There’s also a good article on the Porcher site explaining that Berry’s idea of place isn’t really placism—or fundamentally “geographical.” Jeffrey Bilbro has to work hard to make his case, explaining that you can’t understand Berry’s essays without reading his novels etc. But the bottom line: What Wendell really means is that it’s good when you know your place, and it’s bad when you don’t. And finding one’s place is multidimensional, culminating in your place in nature or creation. So there’s no room for the Christian idea found in Pascal, Percy, and O’Connor of being “at home with your homelessness.” I’ve gone down this road before, and so I’ve actually thought of at least emphasizing something new this morning.

What Berry’s idea of place also lacks is any sense of what Pascal and Tocqueville call THE TRUE GREATNESS OF MAN. So what PORCHERS need is to be ELEVATED by a heapin’ helping of Southern Stoicism—of Sartoris, Atticus Finch, William Alexander Percy, and Tom Wolfe. A Southern Stoic knows who he is and what he’s supposed to do in every situation. That’s because he’s a rational man in possession of himself and practices the virtues of magnanimity and generosity. He’s also a member of a noble class, a natural aristocracy composed of great men who have appeared throughout history. He assumes the place of a gentleman who knows how and takes pleasure in ruling himself and others.

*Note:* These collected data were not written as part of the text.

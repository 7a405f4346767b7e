use rusqlite::{Connection, params};
use std::fs;
use std::path::Path;
use crate::error::{Result, SixDegreesError};

/// Tables the graph store needs after all migrations are applied.
pub const GRAPH_TABLES: [&str; 5] = ["persons", "movies", "shows", "episodes", "credits"];

/// Migration metadata
struct Migration {
    version: u32,
    name: String,
    sql: String,
}

/// Create schema_migrations table if it doesn't exist
fn ensure_migrations_table(conn: &Connection) -> Result<()> {
    conn.execute(
        "CREATE TABLE IF NOT EXISTS schema_migrations (
            version INTEGER PRIMARY KEY,
            name TEXT NOT NULL,
            applied_at TIMESTAMP DEFAULT CURRENT_TIMESTAMP
        )",
        [],
    )?;
    Ok(())
}

/// Get list of applied migrations
pub fn get_applied_migrations(conn: &Connection) -> Result<Vec<String>> {
    let mut stmt = conn.prepare("SELECT name FROM schema_migrations ORDER BY version")?;
    let names: Vec<String> = stmt
        .query_map([], |row| row.get::<_, String>(0))?
        .collect::<std::result::Result<Vec<_>, rusqlite::Error>>()
        .map_err(SixDegreesError::Database)?;
    Ok(names)
}

/// Load migration files (`NNN_name.sql`) from the migrations directory
fn load_migrations(migrations_dir: &Path) -> Result<Vec<Migration>> {
    let entries = fs::read_dir(migrations_dir)
        .map_err(SixDegreesError::Io)?;

    let mut files: Vec<_> = entries
        .filter_map(|e| e.ok())
        .filter(|e| e.path().extension().and_then(|s| s.to_str()) == Some("sql"))
        .collect();
    files.sort_by_key(|e| e.file_name());

    let mut migrations = Vec::new();
    for entry in files {
        let path = entry.path();
        let filename = path.file_name()
            .and_then(|n| n.to_str())
            .ok_or_else(|| SixDegreesError::Config("Invalid migration filename".to_string()))?;

        let version_str = filename
            .split('_')
            .next()
            .ok_or_else(|| SixDegreesError::Config(format!("Invalid migration filename: {}", filename)))?;
        let version: u32 = version_str.parse()
            .map_err(|_| SixDegreesError::Config(format!("Invalid migration version: {}", version_str)))?;

        let sql = fs::read_to_string(&path)
            .map_err(SixDegreesError::Io)?;
        let name = filename.trim_end_matches(".sql").to_string();

        migrations.push(Migration { version, name, sql });
    }

    migrations.sort_by_key(|m| m.version);
    Ok(migrations)
}

/// Run all pending migrations, each in its own transaction
pub fn run_migrations(conn: &mut Connection, migrations_dir: &Path) -> Result<()> {
    ensure_migrations_table(conn)?;

    let applied = get_applied_migrations(conn)?;
    let migrations = load_migrations(migrations_dir)?;

    for migration in migrations {
        if applied.contains(&migration.name) {
            log::debug!("Migration {} already applied, skipping", migration.name);
            continue;
        }

        log::info!("Applying migration: {} (version {})", migration.name, migration.version);

        let tx = conn.transaction()?;
        tx.execute_batch(&migration.sql)
            .map_err(|e| {
                SixDegreesError::Config(format!("Failed to execute migration {}: {}", migration.name, e))
            })?;
        tx.execute(
            "INSERT INTO schema_migrations (version, name) VALUES (?1, ?2)",
            params![migration.version, migration.name],
        )?;
        tx.commit()?;

        log::info!("Migration {} applied successfully", migration.name);
    }

    log::info!("All migrations completed");
    Ok(())
}

/// Check that every graph table exists; returns the missing ones.
pub fn missing_graph_tables(conn: &Connection) -> Result<Vec<&'static str>> {
    let mut stmt = conn.prepare("SELECT name FROM sqlite_master WHERE type='table'")?;
    let tables: Vec<String> = stmt
        .query_map([], |row| row.get::<_, String>(0))?
        .collect::<std::result::Result<Vec<_>, rusqlite::Error>>()?;
    Ok(GRAPH_TABLES
        .iter()
        .copied()
        .filter(|t| !tables.iter().any(|existing| existing == t))
        .collect())
}

#[cfg(test)]
mod tests {
    use super::*;
    use tempfile::TempDir;
    use std::fs;

    #[test]
    fn test_migration_tracking() {
        let temp_dir = TempDir::new().unwrap();
        let conn = Connection::open(temp_dir.path().join("test.db")).unwrap();

        ensure_migrations_table(&conn).unwrap();
        conn.execute(
            "INSERT INTO schema_migrations (version, name) VALUES (?1, ?2)",
            params![1, "001_test"],
        ).unwrap();

        let applied = get_applied_migrations(&conn).unwrap();
        assert!(applied.contains(&"001_test".to_string()));
    }

    #[test]
    fn test_load_migrations_sorted_by_version() {
        let temp_dir = TempDir::new().unwrap();
        let migrations_dir = temp_dir.path().join("migrations");
        fs::create_dir(&migrations_dir).unwrap();

        fs::write(migrations_dir.join("002_another.sql"), "CREATE TABLE another (id INTEGER);").unwrap();
        fs::write(migrations_dir.join("001_test.sql"), "CREATE TABLE test (id INTEGER);").unwrap();
        fs::write(migrations_dir.join("README.md"), "not a migration").unwrap();

        let migrations = load_migrations(&migrations_dir).unwrap();
        assert_eq!(migrations.len(), 2);
        assert_eq!(migrations[0].version, 1);
        assert_eq!(migrations[1].version, 2);
    }

    #[test]
    fn test_graph_schema_migrations() {
        let temp_dir = TempDir::new().unwrap();
        let mut conn = Connection::open(temp_dir.path().join("test.db")).unwrap();
        let migrations_dir = Path::new(env!("CARGO_MANIFEST_DIR")).join("migrations");

        run_migrations(&mut conn, &migrations_dir).unwrap();
        assert!(missing_graph_tables(&conn).unwrap().is_empty());

        // Re-running is a no-op.
        run_migrations(&mut conn, &migrations_dir).unwrap();
        let applied = get_applied_migrations(&conn).unwrap();
        assert_eq!(applied.len(), 1);

        let indexes: Vec<String> = conn
            .prepare("SELECT name FROM sqlite_master WHERE type='index' AND name LIKE 'idx_%' ORDER BY name")
            .unwrap()
            .query_map([], |row| row.get::<_, String>(0))
            .unwrap()
            .collect::<std::result::Result<Vec<_>, rusqlite::Error>>()
            .unwrap();
        assert!(indexes.contains(&"idx_credits_person".to_string()));
        assert!(indexes.contains(&"idx_credits_movie".to_string()));
        assert!(indexes.contains(&"idx_credits_episode".to_string()));
    }

    #[test]
    fn test_missing_tables_reported() {
        let temp_dir = TempDir::new().unwrap();
        let conn = Connection::open(temp_dir.path().join("test.db")).unwrap();
        assert_eq!(missing_graph_tables(&conn).unwrap().len(), GRAPH_TABLES.len());
    }
}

To end up at the beginning: Darwinian conservatives such as Ken and Larry connect Darwinian natural right with the natural right Aristotle described in the NICOMACHEAN ETHICS and the POLITICS. But the SOUTHERN STOIC could find his full PLACE in that Aristotelian version of NATURAL RIGHT, but in nothing written by Darwin or Darwinian Larry or Jonathan Haidt. What MAN IN FULL wants to hear about his EMPATHY? We can also see, for that matter, that the Berryites and Porchers are also too tone deaf to the pleasures and responsibilities of political life. To return to our theme of Southern generals, maybe they need a dose (not too strong a one, admittedly) of Robert E. Lee or George Washington.

Well, why not a second ending? If I were to go on, I would have to connect Aristotelian magnanimity with Pascalian displacement (or anxiety) in a full account of PLACE and DISPLACEMENT in describing THE TRUE GREATNESS OF MAN. That’s the challenge of 21st century Thomism, and both Walker Percy and Tocqueville give us lots of clues on how to take it up.